Essa característica também confere às forças terrestres uma função de dissuasão distinta da exercida pelos ataques de longo alcance.

A possibilidade de enviar tropas de combate e de ocupação cria um espaço ao elevar, para o adversário, o custo potencial de tentar conquistar ou manter território ocupado e fortificado.

O estudo argumenta ainda que, apesar do avanço da guerra nos domínios aéreo, marítimo, espacial e cibernético, o território continua sendo a base do poder político. Portos, aeroportos, redes de energia, cabos de fibra óptica e estações de comunicação por satélite estão instalados em terra e são o que sustenta as operações realizadas nos demais domínios.

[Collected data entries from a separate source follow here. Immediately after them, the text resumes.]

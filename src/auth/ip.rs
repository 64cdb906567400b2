//! Canonical IP handling for token pinning.
//!
//! Every stored or compared address uses the 16-byte form: IPv4 addresses
//! become IPv4-mapped IPv6, so `192.0.2.1` and `::ffff:192.0.2.1` compare
//! equal regardless of how the client spelled them.

use std::net::IpAddr;

use crate::infra::{GatewayError, Result};

/// Canonicalizes one IP address to its 16-byte string form.
pub fn canonicalize_ip(ip: &str) -> Result<String> {
    let parsed: IpAddr = ip
        .trim()
        .parse()
        .map_err(|_| GatewayError::IpInvalid(ip.to_string()))?;

    let v6 = match parsed {
        IpAddr::V4(v4) => v4.to_ipv6_mapped(),
        IpAddr::V6(v6) => v6,
    };
    Ok(v6.to_string())
}

/// Canonicalizes a list, failing on the first invalid entry.
pub fn canonicalize_ips(ips: &[String]) -> Result<Vec<String>> {
    ips.iter().map(|ip| canonicalize_ip(ip)).collect()
}

/// Allow-list check over canonical forms. An empty list permits any IP.
pub fn is_ip_allowed(ip: &str, allowed: &[String]) -> bool {
    allowed.is_empty() || allowed.iter().any(|a| a == ip)
}

#[cfg(test)]
mod tests {
    use super::*;

    #[test]
    fn ipv4_maps_into_ipv6() {
        assert_eq!(canonicalize_ip("192.0.2.1").unwrap(), "::ffff:192.0.2.1");
        assert_eq!(canonicalize_ip("127.0.0.1").unwrap(), "::ffff:127.0.0.1");
    }

    #[test]
    fn equivalent_spellings_canonicalize_equal() {
        let dotted = canonicalize_ip("192.0.2.1").unwrap();
        let mapped = canonicalize_ip("::ffff:192.0.2.1").unwrap();
        assert_eq!(dotted, mapped);

        let long = canonicalize_ip("2001:db8:0:0:0:0:0:1").unwrap();
        let short = canonicalize_ip("2001:db8::1").unwrap();
        assert_eq!(long, short);
    }

    #[test]
    fn canonicalization_is_idempotent() {
        for input in ["10.1.2.3", "2001:db8::1", "::1"] {
            let once = canonicalize_ip(input).unwrap();
            let twice = canonicalize_ip(&once).unwrap();
            assert_eq!(once, twice);
        }
    }

    #[test]
    fn invalid_addresses_are_rejected() {
        for bad in ["", "999.0.0.1", "not-an-ip", "192.0.2.1/24"] {
            assert!(matches!(
                canonicalize_ip(bad).unwrap_err(),
                GatewayError::IpInvalid(_)
            ));
        }
    }

    #[test]
    fn list_canonicalization_fails_fast() {
        let ok = canonicalize_ips(&["192.0.2.1".to_string(), "::1".to_string()]).unwrap();
        assert_eq!(ok, vec!["::ffff:192.0.2.1", "::1"]);

        assert!(canonicalize_ips(&["192.0.2.1".to_string(), "bad".to_string()]).is_err());
    }

    #[test]
    fn empty_allow_list_permits_everything() {
        assert!(is_ip_allowed("::ffff:192.0.2.1", &[]));
    }

    #[test]
    fn single_entry_allow_list_rejects_everything_else() {
        let allowed = vec![canonicalize_ip("192.0.2.1").unwrap()];
        assert!(is_ip_allowed(&canonicalize_ip("::ffff:192.0.2.1").unwrap(), &allowed));
        assert!(!is_ip_allowed(&canonicalize_ip("192.0.2.2").unwrap(), &allowed));
        assert!(!is_ip_allowed(&canonicalize_ip("2001:db8::1").unwrap(), &allowed));
    }
}
//! Embedded migrations for the auth store.

use sqlx::SqlitePool;

static AUTH_MIGRATOR: sqlx::migrate::Migrator = sqlx::migrate!("migrations/auth");

pub async fn run(pool: &SqlitePool) -> anyhow::Result<()> {
    AUTH_MIGRATOR.run(pool).await?;
    Ok(())
}
#[tokio::test]
async fn suspended_user_session_is_forbidden() {
    let state = test_state().await;
    let user_id = seed_user(&state, "sus@example.com", "regular").await;
    let cookie = session_cookie_for(&state, user_id).await;
    suspend(&state, user_id).await;
    let app = build_router(state);

    let response = send(
        &app,
        request_with_headers(Method::GET, "/api/auth/me", &[("cookie", &cookie)], None),
    )
    .await;
    assert_eq!(response.status(), StatusCode::FORBIDDEN);
}

#[tokio::test]
async fn logout_destroys_the_session() {
    let state = test_state().await;
    let user_id = seed_user(&state, "out@example.com", "regular").await;
    let cookie = session_cookie_for(&state, user_id).await;
    let app = build_router(state);

    let response = send(
        &app,
        request_with_headers(Method::GET, "/api/auth/logout", &[("cookie", &cookie)], None),
    )
    .await;
    assert_eq!(response.status(), StatusCode::OK);

    // The cookie no longer authenticates.
    let response = send(
        &app,
        request_with_headers(Method::GET, "/api/auth/me", &[("cookie", &cookie)], None),
    )
    .await;
    assert_eq!(response.status(), StatusCode::UNAUTHORIZED);
}

// ============================================================================
// Login flow
// ============================================================================

#[tokio::test]
async fn login_rejects_unknown_and_unconfigured_providers() {
    let state = test_state().await;
    let app = build_router(state);

    let response = send(&app, get("/api/auth/login/gitlab")).await;
    assert_eq!(response.status(), StatusCode::BAD_REQUEST);

    // Known provider, no credentials in the environment.
    let response = send(&app, get("/api/auth/login/google")).await;
    assert_eq!(response.status(), StatusCode::BAD_REQUEST);
}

Por essa razão, o controle de pontos estratégicos e de infraestruturas críticas permanece determinante para o desfecho dos conflitos. Mesmo quando as operações militares ocorrem predominantemente no ar ou no mar, seu impacto real permanece ligado à capacidade de controlar ou proteger estruturas localizadas em território terrestre.

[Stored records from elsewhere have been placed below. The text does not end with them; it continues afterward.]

//! Login flow and account endpoints.

use axum::extract::{Extension, Path, Query, State};
use axum::http::{header, HeaderValue, StatusCode};
use axum::response::{IntoResponse, Response};
use serde::Deserialize;
use serde_json::json;

use crate::api::{success, ApiError};
use crate::auth::{CurrentUser, OauthUserInfo};
use crate::domain::{OauthProvider, User, UserStatus};
use crate::infra::{cookie_value, GatewayError, Result, STATE_COOKIE, STATE_EXPIRY_SECS};
use crate::server::AppState;

fn parse_provider(provider: &str) -> Result<OauthProvider> {
    OauthProvider::parse(provider)
        .ok_or_else(|| GatewayError::ProviderUnsupported(provider.to_string()))
}

/// GET /auth/login/:provider — redirect to the provider's consent screen.
///
/// The CSRF state is double-booked: one copy in the store, one in a
/// short-lived cookie. The callback requires both to agree.
pub async fn login(
    State(state): State<AppState>,
    Path(provider): Path<String>,
) -> std::result::Result<Response, ApiError> {
    let provider = parse_provider(&provider)?;
    if !state.oauth.is_configured(provider) {
        return Err(GatewayError::ProviderNotConfigured(provider.to_string()).into());
    }

    let oauth_state = state.states.create().await?;
    let auth_url = state.oauth.auth_url(provider, &oauth_state)?;

    let state_cookie = state
        .sessions
        .cookie(STATE_COOKIE, &oauth_state, STATE_EXPIRY_SECS);

    let mut response = (StatusCode::TEMPORARY_REDIRECT, ()).into_response();
    let headers = response.headers_mut();
    headers.insert(
        header::LOCATION,
        HeaderValue::from_str(&auth_url)
            .map_err(|e| GatewayError::Internal(format!("auth url header: {e}")))?,
    );
    if let Ok(value) = HeaderValue::from_str(&state_cookie) {
        headers.insert(header::SET_COOKIE, value);
    }
    Ok(response)
}

#[derive(Debug, Deserialize)]
pub struct CallbackQuery {
    #[serde(default)]
    pub state: String,
    #[serde(default)]
    pub code: String,
    #[serde(default)]
    pub error: Option<String>,
}

/// GET /auth/callback/:provider — complete the OAuth round trip.
pub async fn callback(
    State(state): State<AppState>,
    Path(provider): Path<String>,
    Query(query): Query<CallbackQuery>,
    headers: axum::http::HeaderMap,
) -> std::result::Result<Response, ApiError> {
    let provider = parse_provider(&provider)?;
    if !state.oauth.is_configured(provider) {
        return Err(GatewayError::ProviderNotConfigured(provider.to_string()).into());
    }

    // Both sides of the CSRF check: cookie equals query, and the stored row
    // is consumed exactly once.
    let cookie_state = headers
        .get(header::COOKIE)
        .and_then(|v| v.to_str().ok())
        .and_then(|h| cookie_value(h, STATE_COOKIE))
        .unwrap_or_default();
    if cookie_state.is_empty() || query.state != cookie_state {
        return Err(GatewayError::StateInvalid.into());
    }
    if !state.states.validate(&query.state).await? {
        return Err(GatewayError::StateInvalid.into());
    }

    if let Some(provider_error) = query.error.filter(|e| !e.is_empty()) {
        return Err(GatewayError::BadInput(format!("OAuth error: {provider_error}")).into());
    }
    if query.code.is_empty() {
        return Err(GatewayError::BadInput("missing authorization code".to_string()).into());
    }

    let exchanged = state.oauth.exchange_code(provider, &query.code).await?;
    let info = state.oauth.user_info(provider, &exchanged.access_token).await?;

    let user = find_or_create_user(
        &state,
        provider,
        &info,
        &exchanged.access_token,
        exchanged.refresh_token.as_deref(),
    )
    .await?;

    if user.status != UserStatus::Active {
        return Err(GatewayError::UserNotActive(user.status).into());
    }

    let session = state.sessions.create(user.id).await?;

    let body = success(json!({
        "message": "authenticated successfully",
        "user": {
            "id": user.id,
            "email": user.email,
            "displayName": user.display_name,
            "role": user.role,
        },
    }));

    let mut response = body.into_response();
    let headers = response.headers_mut();
    if let Ok(value) = HeaderValue::from_str(&state.sessions.session_cookie(&session.id)) {
        headers.append(header::SET_COOKIE, value);
    }
    // The state cookie has served its purpose.
    if let Ok(value) = HeaderValue::from_str(&state.sessions.cookie(STATE_COOKIE, "", -1)) {
        headers.append(header::SET_COOKIE, value);
    }
    Ok(response)
}

/// Resolves the login to a user: existing identity, existing account by
/// email, or a brand-new user in the group the email domain dictates.
async fn find_or_create_user(
    state: &AppState,
    provider: OauthProvider,
    info: &OauthUserInfo,
    access_token: &str,
    refresh_token: Option<&str>,
) -> Result<User> {
    if let Some(identity) = state
        .identity
        .oauth_identity(provider, &info.provider_id)
        .await?
    {
        state
            .identity
            .update_oauth_identity_tokens(identity.id, Some(access_token), refresh_token)
            .await?;
        return state
            .identity
            .user_by_id(identity.user_id)
            .await?
            .ok_or(GatewayError::UserNotFound);
    }

    let email = info.email.to_lowercase();
    if let Some(user) = state.identity.user_by_email(&email).await? {
        state
            .identity
            .create_oauth_identity(
                user.id,
                provider,
                &info.provider_id,
                Some(access_token),
                refresh_token,
            )
            .await?;
        return state
            .identity
            .user_by_id(user.id)
            .await?
            .ok_or(GatewayError::UserNotFound);
    }

    let group_id = determine_group(state, &email).await;
    let user = state
        .identity
        .create_user(&email, &info.display_name, group_id)
        .await?;
    state
        .identity
        .create_oauth_identity(
            user.id,
            provider,
            &info.provider_id,
            Some(access_token),
            refresh_token,
        )
        .await?;

    state
        .identity
        .user_by_id(user.id)
        .await?
        .ok_or(GatewayError::UserNotFound)
}

/// Group policy at signup: academic domains promote, everything else is
/// regular, and any lookup failure falls back to group id 1.
async fn determine_group(state: &AppState, email: &str) -> i64 {
    const FALLBACK_GROUP_ID: i64 = 1;

    let group_name = match email.rsplit_once('@') {
        Some((_, domain)) => {
            let domain = domain.to_lowercase();
            match state.identity.is_academic_domain(&domain).await {
                Ok(true) => "academic",
                Ok(false) => "regular",
                Err(_) => return FALLBACK_GROUP_ID,
            }
        }
        None => "regular",
    };

    match state.identity.group_by_name(group_name).await {
        Ok(Some(group)) => group.id,
        _ => FALLBACK_GROUP_ID,
    }
}

/// GET /auth/me — the session's user.
pub async fn me(Extension(CurrentUser(user)): Extension<CurrentUser>) -> impl IntoResponse {
    success(json!({ "user": user }))
}

/// GET /auth/logout — destroy the session and clear the cookie.
pub async fn logout(
    State(state): State<AppState>,
    headers: axum::http::HeaderMap,
) -> std::result::Result<Response, ApiError> {
    if let Some(session_id) = headers
        .get(header::COOKIE)
        .and_then(|v| v.to_str().ok())
        .and_then(|h| cookie_value(h, crate::infra::SESSION_COOKIE))
    {
        if !session_id.is_empty() {
            state.sessions.delete(session_id).await?;
        }
    }

    let mut response = success(json!({ "message": "logged out successfully" })).into_response();
    if let Ok(value) = HeaderValue::from_str(&state.sessions.clear_session_cookie()) {
        response.headers_mut().insert(header::SET_COOKIE, value);
    }
    Ok(response)
}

Outra característica apontada pelo estudo é a versatilidade de forças terrestres bem organizadas, como as americanas.

As unidades precisam estar preparadas para cumprir diferentes missões e, ao mesmo tempo, modificar sua doutrina e estrutura quando mudanças externas alteram as exigências do campo de batalha. Dessa maneira, as forças terrestres são muito mais flexíveis e versáteis do que baterias de longo alcance e até mesmo tecnologias de ponta.

A estrutura  de brigadas e batalhões é apresentada como um exemplo dessa capacidade de adaptação. A possibilidade de reorganizar unidades conforme a missão permite que os comandantes ajustem a composição das forças às necessidades específicas de cada operação.

Essa flexibilidade também amplia o emprego das forças terrestres para além dos conflitos convencionais. Segundo o estudo, unidades militares podem atuar em funções de apoio a atividades civis, incluindo a segurança de fronteiras e a resposta a desastres, o que demonstra a amplitude das capacidades associadas ao poder terrestre.

Custos e limitações

Cemitério de Arlington,nos EUA, onde soldados oferecem flores para companheiros que perderam as vidas (Alex Wong/AFP) (Alex Wong/Getty Images)

Todavia, ainda assim não é um sistema perfeito: o emprego de operações terrestres depende de muitos fatores e também apresenta uma miríade de particularidades, vulnerabilidades e limitações.

Nos Estados Unidos, por exemplo, o uso dessas forças apresenta uma particularidade geográfica: fora de cenários de invasão ou de algumas situações domésticas específicas, as tropas norte-americanas normalmente precisam atuar longe do território nacional.

O poder terrestre dos EUA, portanto, possui uma natureza essencialmente expedicionária. A projeção desse poder depende, portanto, do acesso concedido por aliados e parceiros.

Bases, rotas de trânsito e autorização de sobrevoo são elementos fundamentais para deslocar tropas e equipamentos até áreas de conflito, enquanto a ausência desse apoio pode obrigar os Estados Unidos a realizar operações de entrada forçada em ambientes contestados, o que aumenta o risco para as tropas.

Essa dependência geográfica representa uma limitação para Washington, mas também pode se transformar em vantagem estratégica quando aliados oferecem acesso, infraestrutura e recursos.

A capacidade de estabelecer redes de cooperação pode, assim, ampliar significativamente o alcance das forças terrestres norte-americanas.

O principal obstáculo ao emprego desse poder, contudo, continua sendo o custo humano.

Operações terrestres apresentam maior risco de baixas do que muitas outras formas de projeção militar, o que aumenta o risco político enfrentado pelos governos que decidem enviar tropas.

A experiência de conflitos recentes, especialmente a guerra entre Rússia e Ucrânia, reforça essa preocupação ao demonstrar o elevado número de vítimas que pode resultar de operações terrestres prolongadas.

Para os Estados Unidos, esse risco impõe limites políticos à disposição de empregar forças em solo, mesmo quando elas continuam sendo consideradas fundamentais para o controle territorial e para a segurança.